The treatment of female androgen-induced hair loss with finasteride is considered problematic in pre-menopausal women because if taken during a possible pregnancy, malformations of male fetuses are very likely. Other oral medications that also have an effect on hormone balance are, however, approved for women of reproductive age. These are so-called anti-androgens or androgen receptor antagonists, which block receptors for testosterone and DHT and thus protect the hair follicles from androgen-induced miniaturisation. Pregnant women are also advised not to take them for the same reasons as finasteride, but the potential effects of androgen receptor antagonists on male fetuses appear to be less pronounced.

The androgen receptor antagonists used in female androgen-induced hair loss include spironolactone (trade name Aldactone and others, plus many generics) and flutamide (trade name Flumid and others, generics), as well as several gestogens with antiandrogenic activity, which are primarily prescribed in combination with an estrogen in the form of contraceptives – even if the focus is less on contraception than on treating the effects of increased androgen levels (acne, seborrhoea, hirsutism, androgen-related hair loss). These include cyproterone acetate (trade name Androcur and others, generic, component of Diane and other combination contraceptives), chlormadinone acetate (component of many pills, including Belara, Chariva, Minette), drospirenone (also component of combination contraceptives, e.g. Yasmin, Yasminelle and Petibelle) [47].

The additional estrogen contained in the contraceptives is supposed to enhance the effect of the androgen receptor antagonist by lowering the androgen level. A further advantage of the treatment is that a contraceptive, even if the contraceptive properties are not the focus of the treatment at all, definitely avoids pregnancy (and thus the potential risk for male fetuses).
Anti-androgens are only useful in cases of elevated androgen levels!

Anti-androgens – whether alone or in combination with an estrogen – are very likely to help only women whose hair loss is actually associated with increased androgen levels (there are also female hair loss cases, following the pattern of androgen-induced alopecia, which occur despite hormone levels corresponding to the norm).
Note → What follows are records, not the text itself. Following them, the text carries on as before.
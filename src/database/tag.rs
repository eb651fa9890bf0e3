use diesel::dsl::{exists, select};
use diesel::insert_into;
use diesel::prelude::*;

use crate::error::ApiError;
use crate::models::Tag;
use crate::schema::{novel_tags, novels, tags};
use crate::DbConnection;

pub fn list_tags(connection: &DbConnection) -> Result<Vec<Tag>, ApiError> {
    Ok(tags::table.order(tags::name.asc()).load(connection)?)
}

pub fn get_novel_tags(connection: &DbConnection, novel_id: i32) -> Result<Vec<Tag>, ApiError> {
    Ok(novel_tags::table
        .inner_join(tags::table)
        .filter(novel_tags::novel_id.eq(novel_id))
        .select(tags::table::all_columns())
        .order(tags::name.asc())
        .load(connection)?)
}

/// Replaces the novel's tag set: tag rows are upserted by name, then the link
/// rows are swapped out, all in one transaction.
pub fn update_novel_tags(
    connection: &DbConnection,
    novel_id: i32,
    names: Vec<String>,
) -> Result<Vec<Tag>, ApiError> {
    let mut names: Vec<String> = names
        .into_iter()
        .map(|name| name.trim().to_owned())
        .filter(|name| !name.is_empty())
        .collect();
    names.sort();
    names.dedup();
    connection.transaction::<Vec<Tag>, ApiError, _>(|| {
        let novel_exists: bool =
            select(exists(novels::table.filter(novels::id.eq(novel_id)))).get_result(connection)?;
        if !novel_exists {
            return Err(ApiError::NotFound("novel"));
        }
        diesel::delete(novel_tags::table.filter(novel_tags::novel_id.eq(novel_id)))
            .execute(connection)?;
        if !names.is_empty() {
            insert_into(tags::table)
                .values(
                    names
                        .iter()
                        .map(|name| tags::name.eq(name))
                        .collect::<Vec<_>>(),
                )
                .on_conflict(tags::name)
                .do_nothing()
                .execute(connection)?;
            let tag_ids: Vec<i32> = tags::table
                .filter(tags::name.eq_any(&names))
                .select(tags::id)
                .load(connection)?;
            insert_into(novel_tags::table)
                .values(
                    tag_ids
                        .into_iter()
                        .map(|tag_id| {
                            (
                                novel_tags::novel_id.eq(novel_id),
                                novel_tags::tag_id.eq(tag_id),
                            )
                        })
                        .collect::<Vec<_>>(),
                )
                .execute(connection)?;
        }
        get_novel_tags(connection, novel_id)
    })
}
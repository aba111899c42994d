//! # SubscriberSet: non-blocking fan-out over multiple subscribers.
//!
//! Distributes each [`Event`] to every subscriber **without awaiting** their
//! processing.
//!
//! ```text
//!    emit(&Event)
//!        │                        (Arc-clone per subscriber)
//!        ├────────────────► [queue S1] ─► worker S1 ─► on_event()
//!        ├────────────────► [queue S2] ─► worker S2 ─► on_event()
//!        └────────────────► [queue SN] ─► worker SN ─► on_event()
//! ```
//!
//! Guaranteed: `emit` returns immediately; per-subscriber FIFO; panics
//! inside subscribers are caught and logged. Not guaranteed: global ordering
//! across subscribers (use `Event::seq` to reorder), delivery on overflow
//! (the event is dropped for that subscriber only).

use std::sync::Arc;

use futures::FutureExt;
use tokio::sync::mpsc;
use tracing::warn;

use crate::events::Event;

use super::Subscribe;

/// Per-subscriber channel with metadata.
struct SubscriberChannel {
    name: &'static str,
    sender: mpsc::Sender<Arc<Event>>,
}

/// Composite fan-out with per-subscriber bounded queues and worker tasks.
pub struct SubscriberSet {
    channels: Vec<SubscriberChannel>,
}

impl SubscriberSet {
    /// Creates a new set and spawns one worker per subscriber.
    #[must_use]
    pub fn new(subs: Vec<Arc<dyn Subscribe>>) -> Self {
        let mut channels = Vec::with_capacity(subs.len());

        for sub in subs {
            let cap = sub.queue_capacity().max(1);
            let name = sub.name();
            let (tx, mut rx) = mpsc::channel::<Arc<Event>>(cap);

            tokio::spawn(async move {
                while let Some(ev) = rx.recv().await {
                    let fut = sub.on_event(ev.as_ref());
                    if let Err(panic_err) = std::panic::AssertUnwindSafe(fut).catch_unwind().await
                    {
                        warn!(subscriber = sub.name(), "subscriber panicked: {panic_err:?}");
                    }
                }
            });

            channels.push(SubscriberChannel { name, sender: tx });
        }

        Self { channels }
    }

    /// Fans one event out to all subscribers (non-blocking).
    ///
    /// If a subscriber's queue is full or its worker is gone, the event is
    /// dropped for that subscriber and a warning is logged.
    pub fn emit(&self, event: &Event) {
        let ev = Arc::new(event.clone());
        for channel in &self.channels {
            match channel.sender.try_send(Arc::clone(&ev)) {
                Ok(()) => {}
                Err(mpsc::error::TrySendError::Full(_)) => {
                    warn!(subscriber = channel.name, "dropped event: queue full");
                }
                Err(mpsc::error::TrySendError::Closed(_)) => {
                    warn!(subscriber = channel.name, "dropped event: worker closed");
                }
            }
        }
    }
}
//! Supervised external transcoding processes.
//!
//! ## Contents
//! - [`Transcoder`] / [`ProcessHandle`] — the launch/monitor/stop contract
//! - [`FfmpegTranscoder`] — the ffmpeg binding
//! - [`ActivityProbe`] — shared last-output timestamp for stall detection
//! - [`Exit`], [`ProcessError`]
//!
//! The process layer only watches process liveness and output activity; it
//! never inspects the media content flowing to the sink.

mod ffmpeg;
mod handle;
mod probe;

pub use ffmpeg::FfmpegTranscoder;
pub use handle::{Exit, ProcessError, ProcessHandle, Transcoder};
pub use probe::ActivityProbe;
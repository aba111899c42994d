//! # Transcoder process contract.
//!
//! The seams between the session state machine and the external transcoding
//! process:
//! - [`Transcoder`] launches a process for a given source and sink;
//! - [`ProcessHandle`] is the runtime handle to one launched process;
//! - [`Exit`] is the crate's own exit status (constructible in tests).
//!
//! ## Rules
//! - At most one handle is active per session at any instant; the session
//!   fully stops (and reaps) the previous process before starting the next,
//!   so two writers never race on one sink.
//! - `stop` must release every resource (process, pipes, reader task)
//!   before returning.

use std::time::Duration;

use async_trait::async_trait;
use thiserror::Error;
use tokio::time::Instant;

use crate::process::probe::ActivityProbe;
use crate::source::{SourceKind, StreamSource};

/// How a supervised process ended.
#[derive(Clone, Copy, Debug, PartialEq, Eq)]
pub enum Exit {
    /// Exit code 0.
    Clean,
    /// Nonzero exit code.
    Failed(i32),
    /// Killed by a signal (no exit code).
    Signaled,
}

impl Exit {
    /// The process exit code, when the process exited on its own.
    pub fn code(&self) -> Option<i32> {
        match self {
            Exit::Clean => Some(0),
            Exit::Failed(code) => Some(*code),
            Exit::Signaled => None,
        }
    }

    /// True for a zero exit code.
    pub fn is_clean(&self) -> bool {
        matches!(self, Exit::Clean)
    }

    /// Converts an OS exit status.
    pub fn from_status(status: std::process::ExitStatus) -> Self {
        if status.success() {
            Exit::Clean
        } else {
            match status.code() {
                Some(code) => Exit::Failed(code),
                None => Exit::Signaled,
            }
        }
    }
}

/// Failures launching the external transcoder.
#[non_exhaustive]
#[derive(Error, Debug)]
pub enum ProcessError {
    /// The executable could not be spawned at all.
    ///
    /// Fail-fast: surfaced to the state machine, never silently retried
    /// inside the process layer.
    #[error("failed to launch transcoder: {0}")]
    Spawn(#[from] std::io::Error),
}

/// Runtime handle to one launched transcoding process.
#[async_trait]
pub trait ProcessHandle: Send {
    /// Which input the process was started with.
    fn kind(&self) -> SourceKind;

    /// OS process id, while known.
    fn pid(&self) -> Option<u32>;

    /// Launch instant.
    fn started_at(&self) -> Instant;

    /// Shared output-activity probe for this process.
    fn probe(&self) -> ActivityProbe;

    /// Resolves when the process exits on its own.
    ///
    /// Must be cancel-safe: the session selects this against watchdog ticks
    /// and cancellation.
    async fn wait(&mut self) -> Exit;

    /// Stops the process: graceful quit request first, forced kill once
    /// `grace` elapses. The process is fully reaped and all resources are
    /// released before this returns.
    async fn stop(self: Box<Self>, grace: Duration) -> Exit;
}

/// Launches transcoding processes.
#[async_trait]
pub trait Transcoder: Send + Sync + 'static {
    /// Starts the external process reading `source` and writing to `sink`.
    async fn start(
        &self,
        camera: &str,
        source: &StreamSource,
        sink: &str,
    ) -> Result<Box<dyn ProcessHandle>, ProcessError>;
}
Anti-androgens are not free of side effects (depending on the active substance, these include reduced libido, low blood pressure and a certain risk of liver damage); the use of so-called third and fourth generation combination contraceptives (to which all contraceptives relevant here belong) is also associated with a very small, but thoroughly relevant and much talked about in the media, risk of life-threatening pulmonary embolisms, shag attacks, etc. caused by thromboses [48]. It is therefore urgently recommended that the decision for or against treatment with one of these drugs should not be taken lightly, but should be based on a laboratory analysis of the hormone levels in the blood.